Ein lebensechtes Hologramm ihres verstorbenen Mannes leistet der 86-jährigen Marjorie im Alter Gesellschaft. Während ihre Tochter Tess der künstlichen Erscheinung (die ihren Vater in einer ‚jungen Version‘ darstellt) mit Skepsis begegnet, ist ihr Ehemann Jon von der Technik äußerst angetan

Was soll das?

Die Verfilmung eines Theaterstücks ist zwar technisch gesehen eine Zukunftsvision, beschäftigt sich jedoch vor allem mit unserem Verhältnis zur Vergangenheit.

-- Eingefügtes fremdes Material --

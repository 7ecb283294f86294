//! Machine Routes

use axum::{extract::State, Json};
use serde::Serialize;
use std::sync::Arc;
use storage::MachineSummary;

use crate::AppState;

/// Response for the machines endpoint
#[derive(Debug, Serialize)]
pub struct MachinesResponse {
    pub data: Vec<MachineSummary>,
    pub count: usize,
}

/// Every machine seen so far, ordered by id
pub async fn get_machines(State(state): State<Arc<AppState>>) -> Json<MachinesResponse> {
    let data = state.snapshots.borrow().machines.clone();

    Json(MachinesResponse {
        count: data.len(),
        data,
    })
}
//! Predictive Maintenance Monitor
//!
//! Subscribes to machine sensor readings over MQTT, learns a baseline of
//! normal operation, then flags and publishes anomalous readings. A periodic
//! statistics report and a read-only status API observe published snapshots.

use anyhow::Context;
use axum::{routing::get, Router};
use metrics_exporter_prometheus::PrometheusBuilder;
use mqtt_bridge::MqttBridge;
use std::net::SocketAddr;
use std::sync::Arc;
use std::time::{Duration, Instant};
use tokio::sync::watch;
use tower_http::{cors::CorsLayer, trace::TraceLayer};
use tracing::{error, info};
use tracing_subscriber::EnvFilter;

pub mod pipeline;
pub mod report;
mod routes;
pub mod settings;
pub mod snapshot;

pub use pipeline::{run_monitor, Monitor, ReadingOutcome};
pub use settings::{AppConfig, LogFormat, SettingsError};
pub use snapshot::MonitorSnapshot;

/// Application state shared across handlers
pub struct AppState {
    /// Latest published monitor snapshot
    pub snapshots: watch::Receiver<MonitorSnapshot>,
    /// Version string
    pub version: String,
    /// Start time
    pub start_time: Instant,
}

impl AppState {
    /// Create new application state
    pub fn new(snapshots: watch::Receiver<MonitorSnapshot>) -> Self {
        Self {
            snapshots,
            version: env!("CARGO_PKG_VERSION").to_string(),
            start_time: Instant::now(),
        }
    }
}

/// Create the status API router
pub fn create_router(state: Arc<AppState>) -> Router {
    Router::new()
        .route("/api/v1/health", get(routes::health::get_health))
        .route("/api/v1/stats", get(routes::stats::get_stats))
        .route("/api/v1/machines", get(routes::machines::get_machines))
        .route("/api/v1/alerts", get(routes::alerts::get_alerts))
        .layer(TraceLayer::new_for_http())
        .layer(CorsLayer::permissive())
        .with_state(state)
}

/// Serve the status API until the task is aborted
pub async fn serve(addr: &str, state: Arc<AppState>) -> anyhow::Result<()> {
    let listener = tokio::net::TcpListener::bind(addr)
        .await
        .with_context(|| format!("Failed to bind status API on {}", addr))?;
    info!("Starting status API on {}", addr);

    axum::serve(listener, create_router(state)).await?;
    Ok(())
}

/// Initialize logging. `RUST_LOG` overrides the default `info` filter.
pub fn init_logging(format: LogFormat) {
    let filter = EnvFilter::try_from_default_env().unwrap_or_else(|_| EnvFilter::new("info"));
    let builder = tracing_subscriber::fmt()
        .with_env_filter(filter)
        .with_target(true);

    let result = match format {
        LogFormat::Pretty => builder.try_init(),
        LogFormat::Json => builder.json().try_init(),
    };
    if let Err(e) = result {
        eprintln!("Logging already initialized: {}", e);
    }
}

/// Resolves on Ctrl-C
pub async fn shutdown_signal() {
    if let Err(e) = tokio::signal::ctrl_c().await {
        error!("Failed to listen for Ctrl-C: {}", e);
        std::future::pending::<()>().await;
    }
}

/// Run the monitor until Ctrl-C or until the transport stops delivering.
///
/// Only a failed broker connection at startup is fatal.
pub async fn run(config: AppConfig) -> anyhow::Result<()> {
    if let Some(addr) = &config.metrics_addr {
        let addr: SocketAddr = addr
            .parse()
            .with_context(|| format!("Invalid metrics address: {}", addr))?;
        PrometheusBuilder::new()
            .with_http_listener(addr)
            .install()
            .context("Failed to install Prometheus exporter")?;
        info!("Prometheus metrics exposed on {}", addr);
    }

    let (bridge, inbound) = MqttBridge::connect(&config.mqtt)
        .await
        .context("Failed to connect to MQTT broker")?;
    info!("Connected to MQTT broker");

    let mut monitor = Monitor::new(&config, &bridge)?;
    let (snapshot_tx, snapshot_rx) = watch::channel(monitor.snapshot());

    let reporter = tokio::spawn(report::run_reporter(
        snapshot_rx.clone(),
        Duration::from_secs(config.report.stats_interval_secs),
    ));

    let api = config.api.enabled.then(|| {
        let state = Arc::new(AppState::new(snapshot_rx));
        let addr = config.api.bind_addr.clone();
        tokio::spawn(async move {
            if let Err(e) = serve(&addr, state).await {
                error!("Status API stopped: {:#}", e);
            }
        })
    });

    info!(
        "Monitoring started, training after {} readings. Press Ctrl+C to stop.",
        config.model.min_training_samples
    );
    run_monitor(&mut monitor, inbound, &snapshot_tx, shutdown_signal()).await;

    report::log_statistics(&monitor.snapshot());

    reporter.abort();
    if let Some(api) = api {
        api.abort();
    }
    drop(monitor);
    bridge.shutdown().await;

    Ok(())
}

Die Glaubwürdigkeit der eigenen Erinnerungen steht genau so in Frage wie der Nutzen einer lernfähigen K.I. als Kommunikations-Ersatz für echte Menschen.

Taugt das was?

Ja, der Film wird mit zunehmender Laufzeit interessanter und fesselnder. Allerdings kann man ohne Spoiler nicht wirklich erklären, warum das so ist. „Marjorie Prime“ ist ein ruhiges, glänzend gespieltes Kammerspiel, und ein hervorragendes Beispiel dafür, dass ein guter Science-Fiction-Film weder Aliens, Raumschiffe noch ein großes Budget braucht. Sondern vor allem gute Ideen.